Bloom writes of “our uncertain presence in the world of tragedy, where total immersion might destroy us.”
So, we protect our emotions. We wall ourselves off from what we cannot face. We numb. We deaden. We blunt our feelings.
We do this in life, and we do this, Bloom writes, in the audience at a performance of King Lear:
Something in all of us defends our everyday existence from Shakespeare’s onslaught of feelings. Thoughts of such intensity so throng us that we are in danger of inundation. Relentless and vehement, Shakespeare’s images do not allow us to interpose a little ease.
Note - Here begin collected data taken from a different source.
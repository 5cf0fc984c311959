//! Optical Character Recognition (OCR)
//!
//! Bridges the local Tesseract executable to extract text from photos sent
//! to the bot. Images are decoded first so corrupt uploads are reported as
//! decode failures instead of opaque engine errors.

use std::io::Cursor;
use std::path::{Path, PathBuf};
use std::process::Stdio;
use std::time::Duration;

use anyhow::{bail, Context, Result};
use async_trait::async_trait;
use image::ImageReader;
use ocrbot_core::{RecognitionError, Recognizer};
use tokio::process::Command;
use tracing::{debug, info, warn};

/// Settings for the Tesseract engine.
#[derive(Debug, Clone)]
pub struct TesseractConfig {
    /// Executable name or absolute path.
    pub binary: PathBuf,
    /// Tesseract language packs, joined with `+` on the command line.
    pub languages: Vec<String>,
    pub timeout: Duration,
}

impl Default for TesseractConfig {
    fn default() -> Self {
        Self {
            binary: PathBuf::from("tesseract"),
            languages: vec!["eng".to_string(), "rus".to_string()],
            timeout: Duration::from_secs(60),
        }
    }
}

pub struct TesseractRecognizer {
    config: TesseractConfig,
}

impl TesseractRecognizer {
    pub fn new(config: TesseractConfig) -> Self {
        Self { config }
    }

    /// The `-l` argument, e.g. `eng+rus`.
    pub fn language_arg(&self) -> String {
        self.config.languages.join("+")
    }

    /// First line of `tesseract --version`.
    pub async fn version(&self) -> Result<String> {
        let output = Command::new(&self.config.binary)
            .arg("--version")
            .output()
            .await
            .with_context(|| format!("Failed to run {}", self.config.binary.display()))?;
        if !output.status.success() {
            bail!("tesseract --version exited with {}", output.status);
        }
        // Older releases print the version banner on stderr.
        let text = if output.stdout.is_empty() { &output.stderr } else { &output.stdout };
        Ok(String::from_utf8_lossy(text).lines().next().unwrap_or_default().trim().to_string())
    }

    /// Language packs reported by `tesseract --list-langs`.
    pub async fn installed_languages(&self) -> Result<Vec<String>> {
        let output = Command::new(&self.config.binary)
            .arg("--list-langs")
            .output()
            .await
            .with_context(|| format!("Failed to run {}", self.config.binary.display()))?;
        if !output.status.success() {
            bail!("tesseract --list-langs exited with {}", output.status);
        }
        Ok(parse_language_list(&String::from_utf8_lossy(&output.stdout)))
    }

    /// Configured languages that are not installed.
    pub async fn missing_languages(&self) -> Result<Vec<String>> {
        let installed = self.installed_languages().await?;
        Ok(self
            .config
            .languages
            .iter()
            .filter(|lang| !installed.contains(lang))
            .cloned()
            .collect())
    }

    async fn run_engine(&self, image_path: &Path) -> Result<String, RecognitionError> {
        let lang = self.language_arg();
        debug!(path = %image_path.display(), lang = %lang, "Invoking tesseract");

        let child = Command::new(&self.config.binary)
            .arg(image_path)
            .arg("stdout")
            .args(["-l", &lang])
            .stdin(Stdio::null())
            .stdout(Stdio::piped())
            .stderr(Stdio::piped())
            .kill_on_drop(true)
            .spawn()
            .map_err(|e| {
                RecognitionError::Engine(format!(
                    "cannot start {}: {e}",
                    self.config.binary.display()
                ))
            })?;

        let output = tokio::time::timeout(self.config.timeout, child.wait_with_output())
            .await
            .map_err(|_| RecognitionError::Timeout(self.config.timeout.as_secs()))?
            .map_err(|e| RecognitionError::Engine(e.to_string()))?;

        if !output.status.success() {
            let stderr = String::from_utf8_lossy(&output.stderr);
            return Err(RecognitionError::Engine(format!(
                "tesseract exited with {}: {}",
                output.status,
                stderr.trim()
            )));
        }

        Ok(String::from_utf8_lossy(&output.stdout).trim().to_string())
    }
}

#[async_trait]
impl Recognizer for TesseractRecognizer {
    fn name(&self) -> &str {
        "tesseract"
    }

    async fn recognize(&self, image_path: &Path) -> Result<String, RecognitionError> {
        let (width, height) = decode_dimensions(image_path).await?;
        info!(path = %image_path.display(), width, height, "Running OCR on image");

        let text = self.run_engine(image_path).await?;
        info!(chars = text.chars().count(), "OCR finished");
        Ok(text)
    }
}

/// Decode the image fully (on the blocking pool) and return its dimensions.
async fn decode_dimensions(path: &Path) -> Result<(u32, u32), RecognitionError> {
    let bytes = tokio::fs::read(path).await.map_err(|source| {
        warn!(path = %path.display(), error = %source, "Cannot read image for OCR");
        RecognitionError::Io {
            path: path.display().to_string(),
            source,
        }
    })?;

    tokio::task::spawn_blocking(move || {
        let image = ImageReader::new(Cursor::new(bytes))
            .with_guessed_format()
            .map_err(|e| RecognitionError::Decode(e.to_string()))?
            .decode()
            .map_err(|e| RecognitionError::Decode(e.to_string()))?;
        Ok((image.width(), image.height()))
    })
    .await
    .map_err(|e| RecognitionError::Decode(format!("decode task failed: {e}")))?
}

/// Parse `--list-langs` output: a header line followed by one language per line.
fn parse_language_list(output: &str) -> Vec<String> {
    output
        .lines()
        .map(str::trim)
        .filter(|line| !line.is_empty() && !line.starts_with("List of available languages"))
        .map(str::to_owned)
        .collect()
}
We need release, and it is denied us.
“An O without a figure”
Lear doesn’t have that luxury.
Lear incessantly proclaims his anguish, fury, outrage, and grief, and while he means everything he says, we never become accustomed to his amazing range of intense feeling. His violence expressionism desires us to experience his inmost being, but we lack the resources to receive that increasing chaos.
And the more that Lear learns, the more he feels. And the more he suffers.
The Fool tells Lear:
Now thou art an O without a figure; I am better than thou art now. I am a fool, thou art nothing.
Pounded and whipped by a storm’s rain, Lear seeks to regain some dignity:
Lear: No, I will be the pattern of all patience, I will say nothing.
Of course, he has had much to say by this point and will say much more as the play moves toward it dark ending. Bloom writes:
The King is hardly patient Job, who actually was scarcely patient. Yet there is deep pathos when he adds: “I will say nothing.”
“Nothing,” the dark refrain and ultimate conclusion of his tragedy, can be said. Shakespeare’s art is to show the myriad nuances of “nothing.”
“Bewildered by it”
What Bloom writes about Edgar can also be said about Lear:
[He] has seen into the abyss of our reality, and discovered it to be nothing.
King Lear is a starkly brutal play, raw and electric with pain. So is life.
At the end of his honorable and clear-eyed and deeply felt book, Bloom writes:
I write the final sentences of this book, wondering if all of us, like Lear, should cry that we are come unto this great stage of fools.
Hamlet thought himself though to the truth that no man knew anything as he departed.
Lear, suffering the woe and wonder of too much love, was bewildered by it, until he died.
Aren’t we all bewildered, facing “the final emptiness”?